Line 1 creates a 16-integer vector “t1” by replicating each of the elements highlighted in blue 4 times. Line 2 reinterprets “t1” as a 4-qword type vector “t2”. Line 3 reinterprets vector “v” as a 16-qword type vector “t3”. The last line performs SIMD4 add for “t2” and selected elements from “t3”, which correspond to the elements highlighted in yellow in the previous picture. The compiler can produce the following optimized code on platforms with native qword add and regioning support:


mov (16|M0)  r5.0<1>:uw  r3.3<8;4,0>:uw
add (4|M0)   r3.1<2>:q   r3.1<2;1,0>:q   r5.0<4;4,1>:q

In general, programmers rely on the compiler to perform register allocation. However, in cases where programmers want to take direct control of register assignment for intensive performance tuning, they can achieve this by specifying the physical register binding, which is supported for private global variables in ESIMD. This is also useful for other performance optimizations, such as bank conflict reduction, as illustrated by the following example:


ESIMD_PRIVATE ESIMD_REGISTER(640) simd<float, 16> va;
ESIMD_PRIVATE ESIMD_REGISTER(960) simd<float, 16> vb;
ESIMD_PRIVATE ESIMD_REGISTER(4096) simd<float, 16> vc;
ESIMD_PRIVATE ESIMD_REGISTER(2560) simd<float, 16> vd;
…
vd = vc + va * vb;

The number n specified in the ESIMD_REGISTER(n) attribute corresponds to the starting byte offset of the GRF block to be allocated for the simd vector. In this case, the compiler will produce a mad instruction with three source operands belonging to different register banks/bundles as designated by the programmer, such that there is no bank conflicts:


mad (16|M0)  r40.0<1>:f  r64.0<8;1>:f  r15.0<8;1>:f  r10.0<1>:f

SIMD Width Control

One important difference between standard SYCL and ESIMD is that instead of fixed sub-group size of 8, 16 or 32, the ESIMD kernel requires a logical sub-group size of 1, which means it is mapped to a single hardware thread on Vector Engine (VE). The assembly code produced for ESIMD kernel may contain instructions with varying SIMD widths, depending on Instruction Set Architecture (ISA) support provided on the target GPU device.

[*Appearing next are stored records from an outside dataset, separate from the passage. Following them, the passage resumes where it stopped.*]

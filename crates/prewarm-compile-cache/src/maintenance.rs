use std::fs;
use std::io::{self, Read};
use std::path::{Path, PathBuf};

use prewarm_registry::VersionTag;
use tracing::{debug, info};

use crate::header::{CacheHeader, CACHE_MAGIC, HEADER_LEN};

#[derive(Debug, Clone, PartialEq, Eq)]
pub enum CacheFileStatus {
    /// Header parsed and the payload length matches it. The payload hash is not checked.
    Valid(CacheHeader),
    BadMagic(u32),
    Truncated,
    Unreadable(io::ErrorKind),
}

#[derive(Debug, Clone, PartialEq, Eq)]
pub struct CacheFileInfo {
    pub path: PathBuf,
    pub size: u64,
    pub status: CacheFileStatus,
}

/// Describes every `*.cache` file in one version directory, sorted by file name.
pub fn list_cache_dir(dir: &Path) -> io::Result<Vec<CacheFileInfo>> {
    let mut out = Vec::new();
    for entry in fs::read_dir(dir)? {
        let entry = entry?;
        let path = entry.path();
        if path.extension().and_then(|e| e.to_str()) != Some("cache") {
            continue;
        }
        let size = entry.metadata()?.len();
        let status = inspect_file(&path, size);
        out.push(CacheFileInfo { path, size, status });
    }
    out.sort_by(|a, b| a.path.cmp(&b.path));
    Ok(out)
}

fn inspect_file(path: &Path, size: u64) -> CacheFileStatus {
    let mut raw = [0u8; HEADER_LEN];
    let read = fs::File::open(path).and_then(|mut f| f.read_exact(&mut raw));
    match read {
        Ok(()) => {}
        Err(e) if e.kind() == io::ErrorKind::UnexpectedEof => return CacheFileStatus::Truncated,
        Err(e) => return CacheFileStatus::Unreadable(e.kind()),
    }
    let header = CacheHeader::from_bytes(&raw);
    if header.magic != CACHE_MAGIC {
        return CacheFileStatus::BadMagic(header.magic);
    }
    if size != HEADER_LEN as u64 + u64::from(header.cache_size) {
        return CacheFileStatus::Truncated;
    }
    CacheFileStatus::Valid(header)
}

/// Removes version directories under `base_dir` other than `keep`'s. Only directories named
/// like a version tag (eight hex digits) that hold nothing but cache files and leftover temp
/// files are touched. Returns the removed paths.
pub fn clean_stale_versions(base_dir: &Path, keep: &VersionTag) -> io::Result<Vec<PathBuf>> {
    let keep = keep.dir_name();
    let mut removed = Vec::new();
    for entry in fs::read_dir(base_dir)? {
        let entry = entry?;
        if !entry.file_type()?.is_dir() {
            continue;
        }
        let name = entry.file_name();
        let Some(name) = name.to_str() else {
            continue;
        };
        if !is_version_dir_name(name) || name == keep {
            debug!(name, "keeping cache directory");
            continue;
        }
        let path = entry.path();
        if !holds_only_cache_files(&path)? {
            debug!(path = %path.display(), "skipping directory with foreign entries");
            continue;
        }
        fs::remove_dir_all(&path)?;
        info!(path = %path.display(), "removed stale compile cache directory");
        removed.push(path);
    }
    removed.sort();
    Ok(removed)
}

fn holds_only_cache_files(dir: &Path) -> io::Result<bool> {
    for entry in fs::read_dir(dir)? {
        let entry = entry?;
        if !entry.file_type()?.is_file() {
            return Ok(false);
        }
        let name = entry.file_name();
        let Some(name) = name.to_str() else {
            return Ok(false);
        };
        if !is_cache_artifact_name(name) {
            return Ok(false);
        }
    }
    Ok(true)
}

fn is_cache_artifact_name(name: &str) -> bool {
    name.ends_with(".cache") || (name.starts_with(".prewarm-") && name.ends_with(".tmp"))
}

fn is_version_dir_name(name: &str) -> bool {
    name.len() == 8 && name.bytes().all(|b| matches!(b, b'0'..=b'9' | b'a'..=b'f'))
}
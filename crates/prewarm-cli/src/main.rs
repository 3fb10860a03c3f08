#![forbid(unsafe_code)]

use std::io::Write;
use std::path::{Path, PathBuf};
use std::process::ExitCode;

use anyhow::{bail, Context};
use clap::{Parser, Subcommand};
use prewarm_compile_cache::{
    clean_stale_versions, list_cache_dir, CacheFileStatus, ENV_CACHE_DIR,
};
use prewarm_registry::VersionTag;
use prewarm_serdes::TaggedReader;
use prewarm_snapshot::{format_size, inspect_snapshot_against, BlobIdentity};
use tracing_subscriber::EnvFilter;

#[derive(Parser, Debug)]
#[command(
    name = "prewarm",
    version,
    about = "Inspect startup snapshots, tagged streams and compile cache directories."
)]
struct Args {
    /// Log filter (tracing-subscriber EnvFilter syntax)
    #[arg(long, global = true, env = "PREWARM_LOG", default_value = "warn")]
    log_level: String,

    #[command(subcommand)]
    command: Command,
}

#[derive(Subcommand, Debug)]
enum Command {
    /// Print a tagged serializer stream in human-readable form
    Dump {
        /// File holding the raw stream
        file: PathBuf,
    },
    /// Summarize a snapshot blob without restoring it
    Inspect(InspectArgs),
    /// Compile cache maintenance
    #[command(subcommand)]
    Cache(CacheCommand),
}

#[derive(clap::Args, Debug)]
struct InspectArgs {
    /// Snapshot blob path
    snapshot: PathBuf,

    /// Check compatibility against this host runtime version instead of this tool's build
    #[arg(long, value_name = "VERSION")]
    runtime_version: Option<String>,

    /// Engine cache tag of the host runtime (hex); used with --runtime-version
    #[arg(long, value_name = "HEX", default_value = "0", value_parser = parse_hex_u32)]
    engine_tag: u32,
}

#[derive(Subcommand, Debug)]
enum CacheCommand {
    /// List cache files of the current version and check their headers
    Ls(CacheArgs),
    /// Remove cache directories left behind by other versions
    Clean(CacheArgs),
}

#[derive(clap::Args, Debug)]
struct CacheArgs {
    /// Compile cache base directory
    #[arg(long, value_name = "PATH", env = ENV_CACHE_DIR)]
    dir: PathBuf,

    /// Engine cache tag mixed into the version directory name (hex)
    #[arg(long, value_name = "HEX", default_value = "0", value_parser = parse_hex_u32)]
    engine_tag: u32,
}

fn parse_hex_u32(raw: &str) -> Result<u32, String> {
    let digits = raw.trim_start_matches("0x");
    u32::from_str_radix(digits, 16).map_err(|e| format!("invalid hex value {raw:?}: {e}"))
}

fn main() -> anyhow::Result<ExitCode> {
    let args = Args::parse();

    let filter = EnvFilter::try_new(&args.log_level)
        .with_context(|| format!("invalid log filter {:?}", args.log_level))?;
    tracing_subscriber::fmt()
        .with_env_filter(filter)
        .with_writer(std::io::stderr)
        .init();

    let mut out = std::io::stdout().lock();
    let ok = match args.command {
        Command::Dump { file } => dump(&file, &mut out)?,
        Command::Inspect(inspect_args) => inspect(&inspect_args, &mut out)?,
        Command::Cache(CacheCommand::Ls(cache)) => cache_ls(&cache, &mut out)?,
        Command::Cache(CacheCommand::Clean(cache)) => cache_clean(&cache, &mut out)?,
    };
    Ok(if ok { ExitCode::SUCCESS } else { ExitCode::FAILURE })
}

/// Returns `false` when the stream has structural errors.
fn dump(file: &Path, out: &mut dyn Write) -> anyhow::Result<bool> {
    let bytes = std::fs::read(file).with_context(|| format!("read {}", file.display()))?;
    let report = TaggedReader::new(bytes).dump();
    write!(out, "{}", report.text)?;
    Ok(report.errors.is_empty())
}

fn inspect(args: &InspectArgs, out: &mut dyn Write) -> anyhow::Result<bool> {
    let path = &args.snapshot;
    let bytes = std::fs::read(path).with_context(|| format!("read {}", path.display()))?;
    let expected = match &args.runtime_version {
        Some(version) => BlobIdentity::for_runtime(version, args.engine_tag),
        None => BlobIdentity::current(),
    };
    let summary = inspect_snapshot_against(&bytes, &expected)
        .with_context(|| format!("inspect {}", path.display()))?;
    write!(out, "{summary}")?;
    Ok(true)
}

fn cache_ls(args: &CacheArgs, out: &mut dyn Write) -> anyhow::Result<bool> {
    let tag = VersionTag::current(args.engine_tag);
    let dir = args.dir.join(tag.dir_name());
    if !dir.is_dir() {
        bail!("no compile cache for {tag} at {}", dir.display());
    }
    let files = list_cache_dir(&dir).with_context(|| format!("list {}", dir.display()))?;

    writeln!(out, "{}", dir.display())?;
    let mut invalid = 0;
    for file in &files {
        let name = file
            .path
            .file_name()
            .map(|n| n.to_string_lossy())
            .unwrap_or_default();
        let status = match &file.status {
            CacheFileStatus::Valid(header) => format!(
                "ok, source {}, cache {:08x}",
                format_size(header.code_size as usize),
                header.cache_hash
            ),
            CacheFileStatus::BadMagic(magic) => {
                invalid += 1;
                format!("bad magic {magic:08x}")
            }
            CacheFileStatus::Truncated => {
                invalid += 1;
                "truncated".to_string()
            }
            CacheFileStatus::Unreadable(kind) => {
                invalid += 1;
                format!("unreadable ({kind})")
            }
        };
        writeln!(out, "  {name}  {:>9}  {status}", format_size(file.size as usize))?;
    }
    writeln!(out, "{} files, {invalid} invalid", files.len())?;
    Ok(true)
}

fn cache_clean(args: &CacheArgs, out: &mut dyn Write) -> anyhow::Result<bool> {
    let tag = VersionTag::current(args.engine_tag);
    let removed = clean_stale_versions(&args.dir, &tag)
        .with_context(|| format!("clean {}", args.dir.display()))?;
    for path in &removed {
        writeln!(out, "removed {}", path.display())?;
    }
    writeln!(out, "kept {}", tag.dir_name())?;
    Ok(true)
}
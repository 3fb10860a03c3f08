use std::any::Any;
use std::fmt;

use prewarm_compile_cache::BuiltinCodeCache;
use prewarm_registry::FinalizedReferences;
use tracing::debug;

use crate::binding::{BindingKind, DeserializerRegistry};
use crate::data::{EnvState, SnapshotData};
use crate::error::Result;
use crate::format::BlobIdentity;

pub struct RestoredBinding {
    pub kind: BindingKind,
    pub id: u64,
    pub data_index: u64,
    pub object: Box<dyn Any + Send>,
}

impl fmt::Debug for RestoredBinding {
    fn fmt(&self, f: &mut fmt::Formatter<'_>) -> fmt::Result {
        f.debug_struct("RestoredBinding")
            .field("kind", &self.kind)
            .field("id", &self.id)
            .field("data_index", &self.data_index)
            .finish_non_exhaustive()
    }
}

/// Runtime state reconstructed from a snapshot, ready to hand to the engine.
#[derive(Debug)]
pub struct RuntimeState {
    pub engine_blob: Vec<u8>,
    /// Must be installed in the engine before it decodes `engine_blob`.
    pub external_references: FinalizedReferences,
    pub isolate_data_indices: Vec<u64>,
    pub builtin_modules: Vec<String>,
    pub env: EnvState,
    pub bindings: Vec<RestoredBinding>,
    pub code_cache: BuiltinCodeCache,
}

pub struct SnapshotLoader<'a> {
    references: &'a FinalizedReferences,
    deserializers: &'a DeserializerRegistry,
    expected: BlobIdentity,
}

impl<'a> SnapshotLoader<'a> {
    pub fn new(
        references: &'a FinalizedReferences,
        deserializers: &'a DeserializerRegistry,
    ) -> Self {
        Self {
            references,
            deserializers,
            expected: BlobIdentity::current(),
        }
    }

    /// Accept blobs stamped with `identity` instead of this build's.
    pub fn expecting(mut self, identity: BlobIdentity) -> Self {
        self.expected = identity;
        self
    }

    pub fn load(&self, bytes: &[u8]) -> Result<RuntimeState> {
        let data = SnapshotData::from_blob_expecting(bytes, &self.expected)?;
        self.restore(data)
    }

    /// Rebuilds runtime state from already decoded snapshot data.
    pub fn restore(&self, data: SnapshotData) -> Result<RuntimeState> {
        let SnapshotData {
            engine_blob,
            isolate_data_indices,
            env_info,
            code_cache,
        } = data;

        let mut bindings = Vec::with_capacity(env_info.bindings.len());
        for info in env_info.bindings {
            let (kind, object) = self
                .deserializers
                .deserialize(&info.type_name, info.payload)?;
            bindings.push(RestoredBinding {
                kind,
                id: info.id,
                data_index: info.index,
                object,
            });
        }

        let mut builtin_code_cache = BuiltinCodeCache::new();
        builtin_code_cache.extend(code_cache.into_iter().map(|info| (info.id, info.data)));

        debug!(
            bindings = bindings.len(),
            modules = env_info.builtin_modules.len(),
            code_cache = builtin_code_cache.len(),
            "restored snapshot"
        );
        Ok(RuntimeState {
            engine_blob,
            external_references: self.references.clone(),
            isolate_data_indices,
            builtin_modules: env_info.builtin_modules,
            env: env_info.state,
            bindings,
            code_cache: builtin_code_cache,
        })
    }
}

An example of performing vector addition with a vector size of 48 floating point numbers is shown below:


simd<float, 48> va;
simd<float, 48> vb;
…
simd<float, 48> vc = va + vb;

After legalization, the compiler generates the following code to compute the sum of 48 pairs of floating-point input values contained in registers r13, r14, r16 and registers r17, r18, r11 and to write the output values to registers r17, r18 and r19:


add (32|M0)  r17.0<1>:f  r17.0<1;1,0>:f  r13.0<1;1,0>:f
add (16|M0)  r19.0<1>:f  r11.0<1;1,0>:f  r16.0<1;1,0>:f

By changing the simd vector size, programmers can allocate different computation workloads to be performed by each ESIMD thread. This provides additional flexibility beyond the fixed SIMD8/16/32 sub-group sizes supported by standard SYCL to control data partitioning and GPU threads occupancy tailored for different application needs.

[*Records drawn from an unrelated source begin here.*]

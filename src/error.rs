//! Domain error types for Report Insight.
//!
//! Uses thiserror for ergonomic error handling with automatic Display
//! implementations. Most report-shape and value problems never become
//! errors at all: they are absorbed as defaults/`None`/`unknown` during
//! normalization. What remains here are the boundary conditions.

use actix_web::{HttpResponse, ResponseError};
use std::fmt;

/// Application-level errors.
#[derive(Debug, thiserror::Error)]
pub enum AppError {
    /// Report source fetch or parse failed
    #[error("Report fetch error: {0}")]
    ReportFetch(String),

    /// No classifier/answer collaborators are loaded yet
    #[error("Not ready: {0}")]
    NotReady(String),

    /// Invalid input data
    #[error("Invalid input: {0}")]
    InvalidInput(String),
}

impl ResponseError for AppError {
    fn error_response(&self) -> HttpResponse {
        let (status, error_code, response_message) = match self {
            AppError::ReportFetch(err_str) => {
                tracing::warn!("Report fetch error: {}", err_str);
                (
                    actix_web::http::StatusCode::BAD_GATEWAY,
                    "REPORT_FETCH_FAILED",
                    self.to_string(),
                )
            }
            AppError::NotReady(_) => (
                actix_web::http::StatusCode::SERVICE_UNAVAILABLE,
                "NOT_READY",
                self.to_string(),
            ),
            AppError::InvalidInput(_) => (
                actix_web::http::StatusCode::BAD_REQUEST,
                "INVALID_INPUT",
                self.to_string(),
            ),
        };

        HttpResponse::build(status).json(ErrorResponse {
            error: error_code.to_string(),
            message: response_message,
        })
    }
}

/// Error response body matching OpenAPI schema.
#[derive(Debug, serde::Serialize, utoipa::ToSchema)]
pub struct ErrorResponse {
    pub error: String,
    pub message: String,
}

impl fmt::Display for ErrorResponse {
    fn fmt(&self, f: &mut fmt::Formatter<'_>) -> fmt::Result {
        write!(f, "{}: {}", self.error, self.message)
    }
}

/// Convenience type alias for Results with AppError.
pub type AppResult<T> = Result<T, AppError>;

// Conversion implementations for common error types

impl From<serde_json::Error> for AppError {
    fn from(err: serde_json::Error) -> Self {
        AppError::InvalidInput(format!("JSON parsing error: {}", err))
    }
}

impl From<reqwest::Error> for AppError {
    fn from(err: reqwest::Error) -> Self {
        AppError::ReportFetch(err.to_string())
    }
}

To achieve optimal code quality, ESIMD kernel developers need to be aware of the legal SIMD instruction execution sizes allowed by the target architecture. In general, X^e GPU ISA supports varying execution sizes of SIMD1/2/4/8/16/32, depending on the data type and instruction region restrictions. If the kernel is written with odd SIMD vector sizes, the compiler will produce extra instructions after legalization, which may degrade performance. For instance, in the revised vector addition example below, the simd vector size is changed to 47:


simd<float, 47> va;
simd<float, 47> vb;
…
simd<float, 47> vc = va + vb;

The compiler will split it to SIMD32/8/4/2/1 instructions:


add (32|M0) r32.0<1>:f   r32.0<1;1,0>:f   r27.0<1;1,0>:f
add (8|M0)  r38.0<1>:f   r22.0<1;1,0>:f   r31.0<1;1,0>:f
add (4|M0)  r38.8<1>:f   r22.8<1;1,0>:f   r31.8<1;1,0>:f
add (2|M0)  r38.12<1>:f  r22.12<1;1,0>:f  r31.12<1;1,0>:f
add (1|M0)  r38.14<1>:f  r22.14<0;1,0>:f  r31.14<0;1,0>:f

In such case, it’s recommended to increase the vector size to match the next aligned SIMD instruction width in order to reduce the instruction count overhead.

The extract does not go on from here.